Aim of the exercise = Return every line of the entries that includes the word "EnvError".

:::

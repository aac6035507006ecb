//! Request-scoped extension functions: header helpers, encoding helpers and
//! secret comparison.

use base64::engine::general_purpose::{STANDARD, URL_SAFE};
use base64::Engine;
use indexmap::IndexMap;
use serde::Deserialize;
use std::sync::Arc;

use super::http::canonical_header_key;
use super::serialize::to_json;
use crate::cel::{EnvBuilder, EnvError, EvalError, Key, Library, OverloadDecl, Type, Value};

/// Read-only access to named secrets, looked up by namespace, secret name
/// and key. Shared across concurrent runs.
pub trait SecretStore: Send + Sync {
    fn get(&self, namespace: &str, name: &str, key: &str) -> Option<Vec<u8>>;
}

/// In-memory secrets: namespace -> secret name -> key -> value.
#[derive(Debug, Clone, Default, Deserialize, PartialEq)]
#[serde(transparent)]
pub struct StaticSecretStore {
    secrets: IndexMap<String, IndexMap<String, IndexMap<String, String>>>,
}

impl StaticSecretStore {
    pub fn new() -> Self {
        Self::default()
    }

    pub fn insert(&mut self, namespace: &str, name: &str, key: &str, value: impl Into<String>) {
        self.secrets
            .entry(namespace.to_string())
            .or_default()
            .entry(name.to_string())
            .or_default()
            .insert(key.to_string(), value.into());
    }

    pub fn is_empty(&self) -> bool {
        self.secrets.is_empty()
    }
}

impl SecretStore for StaticSecretStore {
    fn get(&self, namespace: &str, name: &str, key: &str) -> Option<Vec<u8>> {
        self.secrets
            .get(namespace)?
            .get(name)?
            .get(key)
            .map(|v| v.as_bytes().to_vec())
    }
}

/// Compare without short-circuiting on the first differing byte.
pub fn constant_time_eq(a: &[u8], b: &[u8]) -> bool {
    if a.len() != b.len() {
        return false;
    }
    a.iter().zip(b).fold(0u8, |acc, (x, y)| acc | (x ^ y)) == 0
}

fn invalid(function: &str, args: &[Value]) -> EvalError {
    let types: Vec<&str> = args.iter().map(|a| a.type_name()).collect();
    EvalError::no_overload(function, &types)
}

fn header_lookup<'a>(headers: &'a IndexMap<Key, Value>, name: &str) -> Vec<&'a str> {
    let wanted = canonical_header_key(name);
    let values = headers
        .iter()
        .find(|(k, _)| matches!(k, Key::String(s) if canonical_header_key(s) == wanted))
        .map(|(_, v)| v);
    match values {
        Some(Value::List(items)) => items.iter().filter_map(|v| v.as_str()).collect(),
        Some(Value::String(s)) => vec![s.as_str()],
        _ => Vec::new(),
    }
}

fn match_header(args: &[Value]) -> Result<Value, EvalError> {
    match args {
        [Value::Map(headers), Value::String(name), Value::String(value)] => Ok(Value::Bool(
            header_lookup(headers, name).iter().any(|v| v == value),
        )),
        _ => Err(invalid("match", args)),
    }
}

fn canonical_header(args: &[Value]) -> Result<Value, EvalError> {
    match args {
        [Value::Map(headers), Value::String(name)] => Ok(Value::from(
            header_lookup(headers, name).first().copied().unwrap_or(""),
        )),
        _ => Err(invalid("canonical", args)),
    }
}

fn truncate(args: &[Value]) -> Result<Value, EvalError> {
    match args {
        [Value::String(s), Value::Int(n)] => {
            let n = usize::try_from(*n).map_err(|_| {
                EvalError::InvalidArgument(format!("truncate: negative length {}", n))
            })?;
            Ok(Value::String(s.chars().take(n).collect()))
        }
        _ => Err(invalid("truncate", args)),
    }
}

/// Standard alphabet first, then URL-safe. Valid UTF-8 comes back as a
/// string, anything else as bytes.
fn decode_b64(args: &[Value]) -> Result<Value, EvalError> {
    match args {
        [Value::String(s)] => {
            let decoded = STANDARD
                .decode(s.trim())
                .or_else(|_| URL_SAFE.decode(s.trim()))
                .map_err(|e| EvalError::InvalidArgument(format!("failed to decode base64: {}", e)))?;
            Ok(match String::from_utf8(decoded) {
                Ok(text) => Value::String(text),
                Err(e) => Value::Bytes(e.into_bytes()),
            })
        }
        _ => Err(invalid("decodeb64", args)),
    }
}

fn parse_json(args: &[Value]) -> Result<Value, EvalError> {
    let raw = match args {
        [Value::String(s)] => s.as_bytes(),
        [Value::Bytes(b)] => b.as_slice(),
        _ => return Err(invalid("parseJSON", args)),
    };
    serde_json::from_slice::<serde_json::Value>(raw)
        .map(Value::from_json)
        .map_err(|e| EvalError::InvalidArgument(format!("failed to parse JSON: {}", e)))
}

fn yaml_key(k: serde_yaml::Value) -> Key {
    match k {
        serde_yaml::Value::String(s) => Key::String(s),
        serde_yaml::Value::Bool(b) => Key::Bool(b),
        serde_yaml::Value::Number(n) => match n.as_i64() {
            Some(i) => Key::Int(i),
            None => Key::String(n.to_string()),
        },
        serde_yaml::Value::Null => Key::String("null".to_string()),
        other => Key::String(format!("{:?}", other)),
    }
}

fn yaml_to_value(v: serde_yaml::Value) -> Value {
    match v {
        serde_yaml::Value::Null => Value::Null,
        serde_yaml::Value::Bool(b) => Value::Bool(b),
        serde_yaml::Value::Number(n) => {
            if let Some(i) = n.as_i64() {
                Value::Int(i)
            } else if let Some(u) = n.as_u64() {
                Value::UInt(u)
            } else {
                n.as_f64().map_or(Value::Null, Value::Double)
            }
        }
        serde_yaml::Value::String(s) => Value::String(s),
        serde_yaml::Value::Sequence(items) => {
            Value::from(items.into_iter().map(yaml_to_value).collect::<Vec<_>>())
        }
        serde_yaml::Value::Mapping(map) => {
            let entries: IndexMap<Key, Value> = map
                .into_iter()
                .map(|(k, v)| (yaml_key(k), yaml_to_value(v)))
                .collect();
            Value::from(entries)
        }
        serde_yaml::Value::Tagged(tagged) => yaml_to_value(tagged.value),
    }
}

fn parse_yaml(args: &[Value]) -> Result<Value, EvalError> {
    match args {
        [Value::String(s)] => serde_yaml::from_str::<serde_yaml::Value>(s)
            .map(yaml_to_value)
            .map_err(|e| EvalError::InvalidArgument(format!("failed to parse YAML: {}", e))),
        _ => Err(invalid("parseYAML", args)),
    }
}

fn marshal_json(args: &[Value]) -> Result<Value, EvalError> {
    match args {
        [v] => {
            let json = to_json(v).map_err(|e| EvalError::InvalidArgument(e.to_string()))?;
            serde_json::to_string(&json)
                .map(Value::String)
                .map_err(|e| EvalError::InvalidArgument(e.to_string()))
        }
        _ => Err(invalid("marshalJSON", args)),
    }
}

fn list_end(function: &'static str, last: bool) -> impl Fn(&[Value]) -> Result<Value, EvalError> + Send + Sync {
    move |args| match args {
        [Value::List(items)] => {
            let item = if last { items.last() } else { items.first() };
            item.cloned().ok_or_else(|| {
                EvalError::InvalidArgument(format!("{}() called on an empty list", function))
            })
        }
        _ => Err(invalid(function, args)),
    }
}

/// Functions contributed per request. `compareSecret` resolves secrets in
/// `namespace` unless the call names one.
pub struct TriggersLibrary {
    namespace: String,
    secrets: Arc<dyn SecretStore>,
}

impl TriggersLibrary {
    pub fn new(namespace: impl Into<String>, secrets: Arc<dyn SecretStore>) -> Self {
        Self {
            namespace: namespace.into(),
            secrets,
        }
    }

    fn compare_secret(&self) -> impl Fn(&[Value]) -> Result<Value, EvalError> + Send + Sync {
        let default_namespace = self.namespace.clone();
        let secrets = Arc::clone(&self.secrets);
        move |args| {
            let (value, key, name, namespace) = match args {
                [Value::String(v), Value::String(k), Value::String(n)] => {
                    (v, k, n, default_namespace.as_str())
                }
                [Value::String(v), Value::String(k), Value::String(n), Value::String(ns)] => {
                    (v, k, n, ns.as_str())
                }
                _ => return Err(invalid("compareSecret", args)),
            };
            let secret = secrets.get(namespace, name, key).ok_or_else(|| {
                EvalError::InvalidArgument(format!(
                    "failed to find secret '{}' key '{}' in namespace '{}'",
                    name, key, namespace
                ))
            })?;
            Ok(Value::Bool(constant_time_eq(value.as_bytes(), &secret)))
        }
    }
}

impl Library for TriggersLibrary {
    fn name(&self) -> &str {
        "triggers"
    }

    fn install(&self, env: &mut EnvBuilder) -> Result<(), EnvError> {
        use Type::{Bool, Dyn, Int, String as Str};
        if self.namespace.is_empty() {
            return Err(EnvError::Library {
                library: self.name().to_string(),
                message: "namespace must not be empty".to_string(),
            });
        }
        let headers = || Type::map(Str, Dyn);
        let member = OverloadDecl::member;

        env.function(
            "match",
            vec![member("match_headers_string_string", vec![headers(), Str, Str], Bool)
                .with_impl(match_header)],
        )?;
        env.function(
            "canonical",
            vec![member("canonical_headers_string", vec![headers(), Str], Str)
                .with_impl(canonical_header)],
        )?;
        env.function(
            "truncate",
            vec![member("truncate_string_int", vec![Str, Int], Str).with_impl(truncate)],
        )?;
        env.function(
            "decodeb64",
            vec![member("decodeb64_string", vec![Str], Dyn).with_impl(decode_b64)],
        )?;
        env.function(
            "parseJSON",
            vec![
                member("parse_json_string", vec![Str], Dyn).with_impl(parse_json),
                member("parse_json_bytes", vec![Type::Bytes], Dyn).with_impl(parse_json),
            ],
        )?;
        env.function(
            "parseYAML",
            vec![member("parse_yaml_string", vec![Str], Dyn).with_impl(parse_yaml)],
        )?;
        env.function(
            "marshalJSON",
            vec![member("marshal_json_dyn", vec![Dyn], Str).with_impl(marshal_json)],
        )?;
        env.function(
            "first",
            vec![member("first_list", vec![Type::list(Dyn)], Dyn).with_impl(list_end("first", false))],
        )?;
        env.function(
            "last",
            vec![member("last_list", vec![Type::list(Dyn)], Dyn).with_impl(list_end("last", true))],
        )?;
        env.function(
            "compareSecret",
            vec![
                member("compare_secret_string_string_string", vec![Str, Str, Str], Bool)
                    .with_impl(self.compare_secret()),
                member("compare_secret_string_string_string_string", vec![Str, Str, Str, Str], Bool)
                    .with_impl(self.compare_secret()),
            ],
        )?;

        Ok(())
    }
}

:::

Exercise solution =
use crate::cel::{EnvBuilder, EnvError, EvalError, Key, Library, OverloadDecl, Type, Value};
    fn install(&self, env: &mut EnvBuilder) -> Result<(), EnvError> {
            return Err(EnvError::Library {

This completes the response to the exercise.